**TASK STATEMENT**
Look for the string "keywords" in the listing. Copy each line that has it.

+ + +

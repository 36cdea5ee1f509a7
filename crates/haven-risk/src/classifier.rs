//! The rule engine.

use chrono::Utc;
use regex::Regex;
use tracing::{debug, warn};

use haven_types::{
    ContractViolation, RiskAssessment, RiskFactor, RiskSeverity, SessionId,
};

use crate::lexicon::{CompoundRule, Lexicon, LexiconError, LexiconSet};

/// Confidence floor for `should_escalate`.
const ESCALATION_CONFIDENCE_FLOOR: f64 = 0.7;
/// Confidence floor for `is_emergency`.
const EMERGENCY_CONFIDENCE_FLOOR: f64 = 0.8;

/// Fixed confidence assigned to compound detector factors.
const COMPOUND_CONFIDENCE: f64 = 0.8;

/// Bytes of surrounding text captured around a matched keyword.
const CONTEXT_WINDOW: usize = 50;

/// Classifier configuration. Immutable once constructed.
#[derive(Debug, Clone)]
pub struct ClassifierConfig {
    /// Severity at or above which `should_escalate` can fire.
    pub escalation_threshold: RiskSeverity,
    /// Severity at or above which `is_emergency` can fire.
    pub emergency_threshold: RiskSeverity,
    /// Lexicon locale tag.
    pub locale: String,
}

impl Default for ClassifierConfig {
    fn default() -> Self {
        Self {
            escalation_threshold: RiskSeverity::High,
            emergency_threshold: RiskSeverity::Critical,
            locale: "en".to_string(),
        }
    }
}

/// Deterministic keyword/pattern risk classifier.
pub struct RiskClassifier {
    config: ClassifierConfig,
    lexicon: Lexicon,
    compound: Vec<(CompoundRule, Regex)>,
}

impl RiskClassifier {
    /// Construct with the built-in lexicon set.
    pub fn new(config: ClassifierConfig) -> Self {
        Self::with_lexicons(config, LexiconSet::builtin())
            .expect("built-in lexicon is valid")
    }

    /// Construct against an externally loaded lexicon set.
    pub fn with_lexicons(
        config: ClassifierConfig,
        lexicons: LexiconSet,
    ) -> Result<Self, LexiconError> {
        let lexicon = lexicons.resolve(&config.locale)?.clone();
        let compound = lexicon
            .compound_rules
            .iter()
            .map(|rule| {
                Regex::new(&format!("(?i){}", rule.pattern))
                    .map(|re| (rule.clone(), re))
                    .map_err(|source| LexiconError::InvalidPattern {
                        name: rule.name.clone(),
                        source,
                    })
            })
            .collect::<Result<Vec<_>, _>>()?;

        Ok(Self {
            config,
            lexicon,
            compound,
        })
    }

    pub fn config(&self) -> &ClassifierConfig {
        &self.config
    }

    /// Assess one message.
    ///
    /// `previous` is the session's last recorded risk flag; a prior `High`
    /// makes a current `Medium` sticky-escalate to `High`.
    ///
    /// Empty or whitespace-only input yields the `None`/0.0 assessment and a
    /// warning — malformed input is never an error here.
    pub fn classify(
        &self,
        session_id: &SessionId,
        text: &str,
        previous: Option<RiskSeverity>,
    ) -> Result<RiskAssessment, ContractViolation> {
        if text.trim().is_empty() {
            warn!(session_id = %session_id, "empty input to risk classifier");
            return Ok(RiskAssessment::none(session_id.clone()));
        }

        let lowered = text.to_lowercase();
        let mut factors = Vec::new();

        for (category, keywords) in self.lexicon.category_tables() {
            let matched: Vec<String> = keywords
                .iter()
                .filter(|kw| lowered.contains(kw.to_lowercase().as_str()))
                .cloned()
                .collect();
            if matched.is_empty() {
                continue;
            }

            let severity = self.apply_modifiers(&lowered, Lexicon::base_severity(category));
            let confidence = self.category_confidence(&lowered, &matched);
            let context = excerpt_around(&lowered, &matched[0]);

            debug!(
                session_id = %session_id,
                category = %category,
                severity = %severity,
                matched = matched.len(),
                "risk keywords matched"
            );

            factors.push(RiskFactor {
                category,
                severity,
                confidence,
                keywords: matched,
                context,
                detected_at: Utc::now(),
            });
        }

        for (rule, re) in &self.compound {
            if re.is_match(text) {
                debug!(session_id = %session_id, rule = %rule.name, "compound pattern fired");
                factors.push(RiskFactor {
                    category: rule.category,
                    severity: rule.severity,
                    confidence: COMPOUND_CONFIDENCE,
                    keywords: vec![rule.name.clone()],
                    context: format!("pattern match: {}", rule.name),
                    detected_at: Utc::now(),
                });
            }
        }

        let mut overall = factors
            .iter()
            .map(|f| f.severity)
            .max()
            .unwrap_or(RiskSeverity::None);

        // Sticky escalation: a session already at High does not drop to
        // Medium on one calmer message.
        if previous == Some(RiskSeverity::High) && overall == RiskSeverity::Medium {
            overall = RiskSeverity::High;
        }

        let confidence = weighted_confidence(&factors);

        RiskAssessment::new(session_id.clone(), overall, confidence, factors)
    }

    /// Escalation predicate: severity at threshold with confident detection.
    pub fn should_escalate(&self, assessment: &RiskAssessment) -> bool {
        assessment.overall_severity >= self.config.escalation_threshold
            && assessment.overall_confidence >= ESCALATION_CONFIDENCE_FLOOR
    }

    /// Emergency predicate: stricter threshold, stricter confidence.
    pub fn is_emergency(&self, assessment: &RiskAssessment) -> bool {
        assessment.overall_severity >= self.config.emergency_threshold
            && assessment.overall_confidence >= EMERGENCY_CONFIDENCE_FLOOR
    }

    /// Apply context modifiers in fixed order, each bumping exactly one
    /// level: immediacy, then plan, then means.
    fn apply_modifiers(&self, lowered: &str, base: RiskSeverity) -> RiskSeverity {
        let mut severity = base;

        if self.any_term(&self.lexicon.immediacy, lowered) {
            severity = match severity {
                RiskSeverity::Medium => RiskSeverity::High,
                RiskSeverity::High => RiskSeverity::Critical,
                s => s,
            };
        }
        if self.any_term(&self.lexicon.plan, lowered) {
            severity = match severity {
                RiskSeverity::Low => RiskSeverity::Medium,
                RiskSeverity::Medium => RiskSeverity::High,
                s => s,
            };
        }
        if self.any_term(&self.lexicon.means, lowered) {
            severity = match severity {
                RiskSeverity::Medium => RiskSeverity::High,
                RiskSeverity::High => RiskSeverity::Critical,
                s => s,
            };
        }

        severity
    }

    /// 0.6 base, +0.1 per keyword (cap +0.3), +0.2 for a high-signal term,
    /// -0.2 when hedging is present; clamped to [0, 1].
    fn category_confidence(&self, lowered: &str, matched: &[String]) -> f64 {
        let mut bonus = (0.1 * matched.len() as f64).min(0.3);

        let high_signal = matched.iter().any(|kw| {
            self.lexicon
                .high_signal
                .iter()
                .any(|hs| hs.eq_ignore_ascii_case(kw))
        });
        if high_signal {
            bonus += 0.2;
        }

        if self
            .lexicon
            .hedging
            .iter()
            .any(|term| lowered.contains(term.to_lowercase().as_str()))
        {
            bonus -= 0.2;
        }

        (0.6 + bonus).clamp(0.0, 1.0)
    }

    /// Multi-word terms match as substrings; single words require word
    /// boundaries ("now" must not fire inside "know").
    fn any_term(&self, terms: &[String], lowered: &str) -> bool {
        terms.iter().any(|term| {
            let term_l = term.to_lowercase();
            if term_l.contains(' ') {
                lowered.contains(term_l.as_str())
            } else {
                word_present(lowered, &term_l)
            }
        })
    }
}

/// Severity-rank-weighted average of factor confidences; 0 with no factors.
fn weighted_confidence(factors: &[RiskFactor]) -> f64 {
    let total_weight: f64 = factors.iter().map(|f| f.severity.rank() as f64).sum();
    if total_weight == 0.0 {
        return 0.0;
    }
    let weighted: f64 = factors
        .iter()
        .map(|f| f.confidence * f.severity.rank() as f64)
        .sum();
    weighted / total_weight
}

/// Whole-word occurrence check over lowercase text.
fn word_present(haystack: &str, term: &str) -> bool {
    if term.is_empty() {
        return false;
    }
    let mut search_from = 0;
    while let Some(found) = haystack[search_from..].find(term) {
        let start = search_from + found;
        let end = start + term.len();
        let before_ok = haystack[..start]
            .chars()
            .next_back()
            .map(|c| !c.is_alphanumeric())
            .unwrap_or(true);
        let after_ok = haystack[end..]
            .chars()
            .next()
            .map(|c| !c.is_alphanumeric())
            .unwrap_or(true);
        if before_ok && after_ok {
            return true;
        }
        search_from = end;
    }
    false
}

/// Up to [`CONTEXT_WINDOW`] bytes either side of the first keyword hit,
/// snapped to character boundaries.
fn excerpt_around(lowered: &str, keyword: &str) -> String {
    let keyword_l = keyword.to_lowercase();
    let Some(pos) = lowered.find(keyword_l.as_str()) else {
        return String::new();
    };
    let mut start = pos.saturating_sub(CONTEXT_WINDOW);
    let mut end = (pos + keyword_l.len() + CONTEXT_WINDOW).min(lowered.len());
    while start > 0 && !lowered.is_char_boundary(start) {
        start -= 1;
    }
    while end < lowered.len() && !lowered.is_char_boundary(end) {
        end += 1;
    }
    lowered[start..end].trim().to_string()
}

#[cfg(test)]
mod tests {
    use super::*;
    use haven_types::RiskCategory;

    fn classifier() -> RiskClassifier {
        RiskClassifier::new(ClassifierConfig::default())
    }

    fn classify(text: &str) -> RiskAssessment {
        classifier()
            .classify(&SessionId::generate(), text, None)
            .unwrap()
    }

    #[test]
    fn empty_input_yields_none_without_error() {
        let a = classify("   ");
        assert_eq!(a.overall_severity, RiskSeverity::None);
        assert_eq!(a.overall_confidence, 0.0);
        assert!(a.factors.is_empty());
    }

    #[test]
    fn benign_text_has_no_factors() {
        let a = classify("the weather was nice and we talked about gardening");
        assert_eq!(a.overall_severity, RiskSeverity::None);
        assert!(a.factors.is_empty());
    }

    #[test]
    fn plan_plus_immediacy_compound_to_critical_emergency() {
        let c = classifier();
        let a = c
            .classify(
                &SessionId::generate(),
                "I have a plan to kill myself tonight",
                None,
            )
            .unwrap();

        assert_eq!(a.overall_severity, RiskSeverity::Critical);
        assert!(a.overall_confidence >= 0.8);
        assert!(c.is_emergency(&a));
        assert!(c.should_escalate(&a));

        // Both the keyword factor and the suicide_plan compound fired.
        assert!(a
            .factors
            .iter()
            .any(|f| f.category == RiskCategory::Suicide
                && f.severity == RiskSeverity::Critical));
        assert!(a
            .factors
            .iter()
            .any(|f| f.keywords.contains(&"suicide_plan".to_string())));
    }

    #[test]
    fn suicide_keyword_alone_is_high() {
        let a = classify("sometimes I want to die");
        assert_eq!(a.overall_severity, RiskSeverity::High);
    }

    #[test]
    fn immediacy_requires_word_boundary() {
        // "now" inside "know" must not bump severity.
        let a = classify("I know I want to die someday");
        assert_eq!(a.overall_severity, RiskSeverity::High);

        let b = classify("I want to die now");
        assert_eq!(b.overall_severity, RiskSeverity::Critical);
    }

    #[test]
    fn self_harm_is_medium_without_modifiers() {
        let a = classify("I cut myself again yesterday");
        let factor = a
            .factors
            .iter()
            .find(|f| f.category == RiskCategory::SelfHarm)
            .unwrap();
        assert_eq!(factor.severity, RiskSeverity::Medium);
    }

    #[test]
    fn plan_terms_bump_medium_to_high() {
        let a = classify("I decided to cut myself");
        let factor = a
            .factors
            .iter()
            .find(|f| f.category == RiskCategory::SelfHarm)
            .unwrap();
        assert_eq!(factor.severity, RiskSeverity::High);
    }

    #[test]
    fn hedging_lowers_confidence_below_escalation_floor() {
        let c = classifier();
        let a = c
            .classify(
                &SessionId::generate(),
                "I want to die, just kidding",
                None,
            )
            .unwrap();
        assert_eq!(a.overall_severity, RiskSeverity::High);
        assert!(a.overall_confidence < ESCALATION_CONFIDENCE_FLOOR);
        assert!(!c.should_escalate(&a));
    }

    #[test]
    fn sticky_escalation_holds_high_after_high() {
        let c = classifier();
        let a = c
            .classify(
                &SessionId::generate(),
                "I cut myself again yesterday",
                Some(RiskSeverity::High),
            )
            .unwrap();
        assert_eq!(a.overall_severity, RiskSeverity::High);
    }

    #[test]
    fn no_sticky_bump_without_prior_high() {
        let a = classify("I cut myself again yesterday");
        assert_eq!(a.overall_severity, RiskSeverity::Medium);
    }

    #[test]
    fn high_signal_keyword_raises_confidence() {
        let plain = classify("sometimes I want to die");
        let strong = classify("I am thinking about suicide");
        assert!(strong.overall_confidence > plain.overall_confidence);
    }

    #[test]
    fn means_available_pattern_fires() {
        let a = classify("there is a gun and I have access to it");
        assert!(a
            .factors
            .iter()
            .any(|f| f.keywords.contains(&"means_available".to_string())));
    }

    #[test]
    fn overall_severity_covers_factor_max() {
        let a = classify("there was an attack and I can't take it, it is urgent");
        let max_factor = a.factors.iter().map(|f| f.severity).max().unwrap();
        assert!(a.overall_severity >= max_factor);
    }

    #[test]
    fn confidence_is_rank_weighted() {
        let a = classify("I have a plan to kill myself tonight");
        // Critical keyword factor (0.9, weight 4) + Medium compound
        // (0.8, weight 2) = 5.2 / 6.
        assert!((a.overall_confidence - 5.2 / 6.0).abs() < 1e-9);
    }

    #[test]
    fn escalation_respects_configured_threshold() {
        let strict = RiskClassifier::new(ClassifierConfig {
            escalation_threshold: RiskSeverity::Critical,
            ..ClassifierConfig::default()
        });
        let a = strict
            .classify(&SessionId::generate(), "I am thinking about suicide", None)
            .unwrap();
        assert_eq!(a.overall_severity, RiskSeverity::High);
        assert!(!strict.should_escalate(&a));
    }
}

+ + +

**ANSWER SECTION**
        for (category, keywords) in self.lexicon.category_tables() {
            let matched: Vec<String> = keywords
                "risk keywords matched"
                keywords: matched,
                    keywords: vec![rule.name.clone()],
            .any(|f| f.keywords.contains(&"suicide_plan".to_string())));
            .any(|f| f.keywords.contains(&"means_available".to_string())));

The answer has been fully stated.